Benjamin Franklin’s oft-repeated adage that time is money has become a truism without actually being true. (Try buying a hamburger with twenty-five minutes.) What it does manage to do, with admirable succinctness, is to sum up a certain cast of mind which is favoured by our present economic arrangements. For the one situation in which we have to pretend that time and money are interchangeable is paid employment. Payment – what the Americans with refreshing frankness call compensation – is always expressed in terms of money for time. So much an hour, or a week, or a year. We rent ourselves out, and this is considered completely normal.
But empty featureless Newtonian time, rolling smoothly onwards and the same for everyone everywhere, is no longer considered the best model even by physicists. Those of us who are mortal – and that includes the two of us, dear reader – must reckon with a finite extent of the stuff. We may not know how much we have, but it certainly isn’t eternity. There are no overdrafts available.
One fundamental way in which money differs from time is that one can both give and receive money – indeed, that’s pretty much the whole point of it – but one can only give time. Once you have lived a minute of your life, you will never have it again. Time cannot be refunded. Exchanging it for money is therefore not a decision to be taken lightly.
That’s pretty much the deal that industrial society offers us, though. Now it will be objected that everyone has to invest some of their time in obtaining the necessaries of life (well, apart from trustafarians). But there is more flexibility than most people suppose in both the quality and the quantity of that investment. As the old joke runs, very few people on their death-beds wish they had spent more time at the office.
In his provocative essay “On the Phenomenon of Bullshit Jobs,” which subsequently became the basis for a book, the late David Graeber argues that for many people the time they exchange for the necessaries of life is time completely wasted. “Huge swathes of people, in Europe and North America in particular, spend their entire working lives performing tasks they secretly believe do not really need to be performed. The moral and spiritual damage that comes from this situation is profound. It is a scar across our collective soul. Yet virtually no one talks about it.”
The bald equation of time with money conceals all this, of course. Nor is this an accident. To my way of thinking, it makes no real sense for the employee to think like this; but it makes much more sense from the point of view of the employer. All they are investing, after all, is money, and money which they expect to recoup.

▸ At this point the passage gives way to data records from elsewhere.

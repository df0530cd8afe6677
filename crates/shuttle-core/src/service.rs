//! Request-level orchestration: resolve provider, respond, extract

use serde::{Deserialize, Serialize};
use serde_json::Value;
use std::sync::Arc;
use tracing::{debug, info};

use crate::config::{ConfigResolver, ProviderEnv};
use crate::error::ProviderError;
use crate::extract::extract;
use crate::providers::{ChatMessage, ChatRole};
use crate::registry::{ProviderRegistry, ProviderStatus};

/// System prompt used when the operator does not supply one
pub const DEFAULT_SYSTEM_PROMPT: &str = "You are a helpful design assistant. \
When the user asks for design parameters, answer with a single JSON object.";

/// Inbound chat request
#[derive(Debug, Clone, Default, Serialize, Deserialize)]
pub struct ChatRequest {
    #[serde(default)]
    pub messages: Vec<ChatMessage>,
    /// Per-request provider; overrides the process-wide default
    #[serde(default)]
    pub provider: Option<String>,
}

/// Successful reply: raw text plus the recovered payload, if any
#[derive(Debug, Clone, PartialEq, Serialize, Deserialize)]
pub struct ChatReply {
    pub reply: String,
    pub structured: Option<Value>,
}

/// Liveness report; reads the resolver only
#[derive(Debug, Clone, PartialEq, Eq, Serialize, Deserialize)]
pub struct Status {
    pub status: String,
    pub provider: String,
}

/// Serves chat requests over a registry and a resolver
#[derive(Debug, Clone)]
pub struct ChatService {
    registry: Arc<ProviderRegistry>,
    resolver: Arc<ConfigResolver>,
    env: Arc<ProviderEnv>,
    system_prompt: String,
}

impl ChatService {
    pub fn new(
        registry: Arc<ProviderRegistry>,
        resolver: Arc<ConfigResolver>,
        env: Arc<ProviderEnv>,
        system_prompt: impl Into<String>,
    ) -> Self {
        Self {
            registry,
            resolver,
            env,
            system_prompt: system_prompt.into(),
        }
    }

    /// Built-in providers, defaults from `env`, [`DEFAULT_SYSTEM_PROMPT`]
    pub fn from_env(env: ProviderEnv) -> Self {
        let resolver = ConfigResolver::from_env(&env);
        Self::new(
            Arc::new(ProviderRegistry::with_builtin()),
            Arc::new(resolver),
            Arc::new(env),
            DEFAULT_SYSTEM_PROMPT,
        )
    }

    pub fn with_system_prompt(mut self, prompt: impl Into<String>) -> Self {
        self.system_prompt = prompt.into();
        self
    }

    pub fn registry(&self) -> &Arc<ProviderRegistry> {
        &self.registry
    }

    pub fn resolver(&self) -> &Arc<ConfigResolver> {
        &self.resolver
    }

    pub fn env(&self) -> &ProviderEnv {
        &self.env
    }

    /// Prepend the system prompt unless the conversation already has one
    fn ensure_system_prompt(&self, mut messages: Vec<ChatMessage>) -> Vec<ChatMessage> {
        if !messages.iter().any(|m| m.role == ChatRole::System) {
            messages.insert(0, ChatMessage::system(self.system_prompt.clone()));
        }
        messages
    }

    /// Resolve the provider, send the conversation and recover the payload.
    ///
    /// Resolution errors surface before any network call; extraction problems
    /// never fail the request.
    pub async fn chat(&self, request: ChatRequest) -> Result<ChatReply, ProviderError> {
        let name = self.resolver.resolve(request.provider.as_deref());
        let provider = self.registry.get(&name, &self.env)?;
        let messages = self.ensure_system_prompt(request.messages);

        debug!(
            "Chat via {} ({}), messages={}",
            provider.provider_name(),
            provider.model_name(),
            messages.len()
        );

        let reply = provider.respond(&messages).await?;
        let extraction = extract(&reply);

        Ok(ChatReply {
            reply: extraction.raw_text,
            structured: extraction.structured,
        })
    }

    pub fn status(&self) -> Status {
        Status {
            status: "ok".to_string(),
            provider: self.resolver.current_provider(),
        }
    }

    /// Change the process-wide default after checking the provider is usable
    pub fn switch_provider(&self, identifier: &str) -> Result<String, ProviderError> {
        let provider = self.registry.get(identifier, &self.env)?;
        let name = self.resolver.set_provider(identifier);
        info!(
            "Active provider is now {} ({})",
            name,
            provider.model_name()
        );
        Ok(name)
    }

    pub fn providers(&self) -> Vec<ProviderStatus> {
        self.registry.statuses(&self.env)
    }
}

From their perspective, it’s the same as buying any other commodity. You won’t find many employers who put it as starkly as that, because even those who are sociopathic enough to find it acceptable are also usually smart enough to realise that it isn’t a great look for for recruitment.
A clock will tell you a number, really, and nothing more. Time is a far richer notion than that. There are the seasons of the year, and the seasons of our own lives too. There are geological cycles that are unimaginably long to us, and the generations of microbes that are startlingly short. A year means one thing to an oak tree and something else to a mayfly. Ours is not the only perspective.
Time is not a number, still less a unit of currency. No single instant of it is quite like another. It may not seem as if every moment is precious when you’re having root canal work done, or sitting through another pointless meeting, but once it’s gone it’s gone. You probably spent around seven and a half minutes reading this far; I hope you found it worthwhile.